In Center, singular figures or partial bodies are revealed and concealed through Ericsson Wärn’s intuitive process. The group of new paintings’ use construction akin to throwing a clay vessel on a spinning wheel—pushing and pulling the slip until the mass has the capacity to hold. In gestural fields of paint which at times engulf each body, and signal a kind of burial or emergence. 

through May 25, 2024

Joana Choumali

Sperone Westwater

Every morning, Choumali wakes at 5am and walks for long stretches of time interacting with the land, the buildings and the forms taking shape around her. This routine, one of introspection, takes place even when Choumali travels to other countries.
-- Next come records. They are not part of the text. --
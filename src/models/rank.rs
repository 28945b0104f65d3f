//! Ranks, rank assignments and the permission tiers derived from them

use std::collections::BTreeMap;

use chrono::NaiveDate;
use serde::{Deserialize, Serialize};
use sqlx::FromRow;
use utoipa::ToSchema;
use validator::Validate;

use super::enums::RankName;

#[derive(Debug, Clone, Serialize, Deserialize, FromRow, ToSchema)]
pub struct Rank {
    pub id: i32,
    pub rank_name: RankName,
}

/// A member holding a rank from `assignment_date` until `expired_date`
#[derive(Debug, Clone, Serialize, Deserialize, FromRow, ToSchema)]
pub struct RankAssignment {
    pub id: i32,
    pub member_id: i32,
    pub rank_id: i32,
    pub rank_name: RankName,
    pub assignment_date: NaiveDate,
    pub expired_date: Option<NaiveDate>,
}

impl RankAssignment {
    pub fn is_active_on(&self, day: NaiveDate) -> bool {
        self.expired_date.map(|d| d > day).unwrap_or(true)
    }
}

/// Access tiers, ordered from least to most privileged
#[derive(Debug, Clone, Copy, PartialEq, Eq, PartialOrd, Ord, Serialize, Deserialize, ToSchema)]
#[serde(rename_all = "lowercase")]
pub enum Tier {
    None,
    Member,
    Gatekeeper,
    Committee,
    Executive,
}

/// The set of ranks a member currently holds
#[derive(Debug, Clone, Default, PartialEq, Eq, Serialize, Deserialize, ToSchema)]
pub struct ActiveRanks(pub Vec<RankName>);

impl ActiveRanks {
    /// Collect the ranks active on `day` from a member's assignments
    pub fn from_assignments(assignments: &[RankAssignment], day: NaiveDate) -> Self {
        let mut ranks: Vec<RankName> = assignments
            .iter()
            .filter(|a| a.is_active_on(day))
            .map(|a| a.rank_name)
            .collect();
        ranks.sort();
        ranks.dedup();
        ActiveRanks(ranks)
    }

    pub fn has(&self, rank: RankName) -> bool {
        self.0.contains(&rank)
    }

    pub fn is_excluded(&self) -> bool {
        self.has(RankName::Excluded)
    }

    pub fn is_committee(&self) -> bool {
        self.has(RankName::Committee) || self.0.iter().any(|r| r.is_committee_position())
    }

    pub fn is_gatekeeper(&self) -> bool {
        self.has(RankName::Gatekeeper) || self.has(RankName::Webkeeper) || self.is_committee()
    }

    pub fn is_staff(&self) -> bool {
        self.0.iter().any(|r| r.is_staff())
    }

    pub fn is_executive(&self) -> bool {
        self.has(RankName::President) || self.has(RankName::VicePresident) || self.has(RankName::Webkeeper)
    }

    pub fn is_librarian(&self) -> bool {
        !self.is_excluded() && (self.has(RankName::Librarian) || self.is_executive())
    }

    pub fn is_life_member(&self) -> bool {
        self.has(RankName::LifeMember)
    }

    pub fn tier(&self) -> Tier {
        if self.is_excluded() {
            Tier::None
        } else if self.is_executive() {
            Tier::Executive
        } else if self.is_committee() {
            Tier::Committee
        } else if self.is_gatekeeper() {
            Tier::Gatekeeper
        } else {
            Tier::Member
        }
    }
}

/// Assign a rank to several members at once
#[derive(Debug, Deserialize, Validate, ToSchema)]
pub struct AssignRankRequest {
    #[validate(length(min = 1, message = "At least one member is required"))]
    pub member_ids: Vec<i32>,
    pub rank: RankName,
    /// Defaults to today
    pub assignment_date: Option<NaiveDate>,
    pub expired_date: Option<NaiveDate>,
}

/// Expire a rank for several members
#[derive(Debug, Deserialize, Validate, ToSchema)]
pub struct ExpireRankRequest {
    #[validate(length(min = 1, message = "At least one member is required"))]
    pub member_ids: Vec<i32>,
    pub rank: RankName,
}

/// Hand committee positions to new holders: `{ "PRESIDENT": 12, ... }`
#[derive(Debug, Deserialize, ToSchema)]
pub struct CommitteeTransferRequest {
    #[schema(value_type = Object)]
    pub positions: BTreeMap<RankName, i32>,
}

#[derive(Debug, Clone, PartialEq, Eq, Serialize, ToSchema)]
pub struct NewAssignment {
    pub member_id: i32,
    pub rank: RankName,
}

#[derive(Debug, Clone, PartialEq, Eq, Serialize, ToSchema)]
pub struct PositionChange {
    pub position: RankName,
    pub outgoing: Vec<i32>,
    pub incoming: i32,
}

/// Rank changes computed for a committee transfer
#[derive(Debug, Clone, Default, Serialize, ToSchema)]
pub struct TransferPlan {
    pub expire_assignment_ids: Vec<i32>,
    pub new_assignments: Vec<NewAssignment>,
    pub changes: Vec<PositionChange>,
    pub committee_added: Vec<i32>,
    pub committee_removed: Vec<i32>,
}

impl TransferPlan {
    pub fn is_empty(&self) -> bool {
        self.expire_assignment_ids.is_empty() && self.new_assignments.is_empty()
    }
}

#[cfg(test)]
mod tests {
    use super::*;

    fn assignment(rank: RankName, expired: Option<NaiveDate>) -> RankAssignment {
        RankAssignment {
            id: 1,
            member_id: 1,
            rank_id: 1,
            rank_name: rank,
            assignment_date: NaiveDate::from_ymd_opt(2020, 1, 1).unwrap(),
            expired_date: expired,
        }
    }

    fn day(d: u32) -> NaiveDate {
        NaiveDate::from_ymd_opt(2021, 2, d).unwrap()
    }

    #[test]
    fn test_expired_on_its_expiry_day() {
        let a = assignment(RankName::Gatekeeper, Some(day(10)));
        assert!(a.is_active_on(day(9)));
        assert!(!a.is_active_on(day(10)));
    }

    #[test]
    fn test_tiers() {
        let gk = ActiveRanks::from_assignments(&[assignment(RankName::Gatekeeper, None)], day(1));
        assert_eq!(gk.tier(), Tier::Gatekeeper);

        let librarian = ActiveRanks::from_assignments(&[assignment(RankName::Librarian, None)], day(1));
        assert!(librarian.is_committee());
        assert!(librarian.is_gatekeeper());
        assert!(librarian.is_librarian());
        assert_eq!(librarian.tier(), Tier::Committee);

        let president = ActiveRanks(vec![RankName::President]);
        assert_eq!(president.tier(), Tier::Executive);
        assert!(president.is_librarian());
    }

    #[test]
    fn test_excluded_overrides_everything() {
        let ranks = ActiveRanks(vec![RankName::Excluded, RankName::President]);
        assert_eq!(ranks.tier(), Tier::None);
        assert!(!ranks.is_librarian());
    }

    #[test]
    fn test_expired_ranks_ignored() {
        let ranks = ActiveRanks::from_assignments(
            &[
                assignment(RankName::Committee, Some(day(1))),
                assignment(RankName::Gatekeeper, None),
            ],
            day(5),
        );
        assert_eq!(ranks.0, vec![RankName::Gatekeeper]);
    }
}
Her habit is to photograph the landscapes which captivate her every morning. “The ‘Alba’hian’ series is about my experience of walking at daybreak in my city of residence Abidjan and other cities such as Dakar, Senegal, Accra, Ghana but also Essaouira, Morocco and Kyoto, Japan),” says Choumali. “In this selection, I broaden my angle of view, the size of the pieces and the characters become larger, as an evocation of inner growth.”

through June 15, 2024

Kathleen Beausoleil

The Painting Center

Taking Place offers an exploration of identity, belonging, and the human experience through the unique perspectives of each artist. Visitors to the exhibition will have the opportunity to immerse themselves in a diverse array of artworks spanning oil paintings of figures, interiors, and landscapes, invented landscapes inspired by nature, and insightful observations of collective cultural events.

through May 18, 2024

The Whitney Biennial

Whitney Museum of American Art

The subtitle of this Biennial, Even Better Than the Real Thing, reflects discussions Iles and Onli had with artists about ideas of reality and combats rhetoric around “authenticity” that is used to perpetuate transphobia and restrict body autonomy in the United States. While developing this Biennial, sweeping legal changes, from the overturning of Roe v. Wade to attacks on gender-affirming care, occurred. The exhibition title responds to these developments and draws allusions to the long history of deeming people of marginalized race, gender, and ability as less than real. Iles and Onli’s curatorial process and the artworks featured are animated by these unfolding histories and the techniques that artists use to confront them, from the use of unstable materials to subversive humor, expressive abstraction, and non-Western forms of cosmological thinking.

through August 11, 2024

Dan Walsh

Paula Cooper Gallery

Rather than using preparatory drawings, Walsh has described how the logic of a painting reveals itself to him during its making, and the appearance of each work can change dramatically during the weeks spent systematically layering brushstrokes. This way of working arises from the artist’s equally prolific output in printmaking and artist’s books, mediums characterized by their inherent seriality. Also borrowed from his work with paper is the somewhat surprisingly handmade quality of the paintings, which activate his images with transformative humanism.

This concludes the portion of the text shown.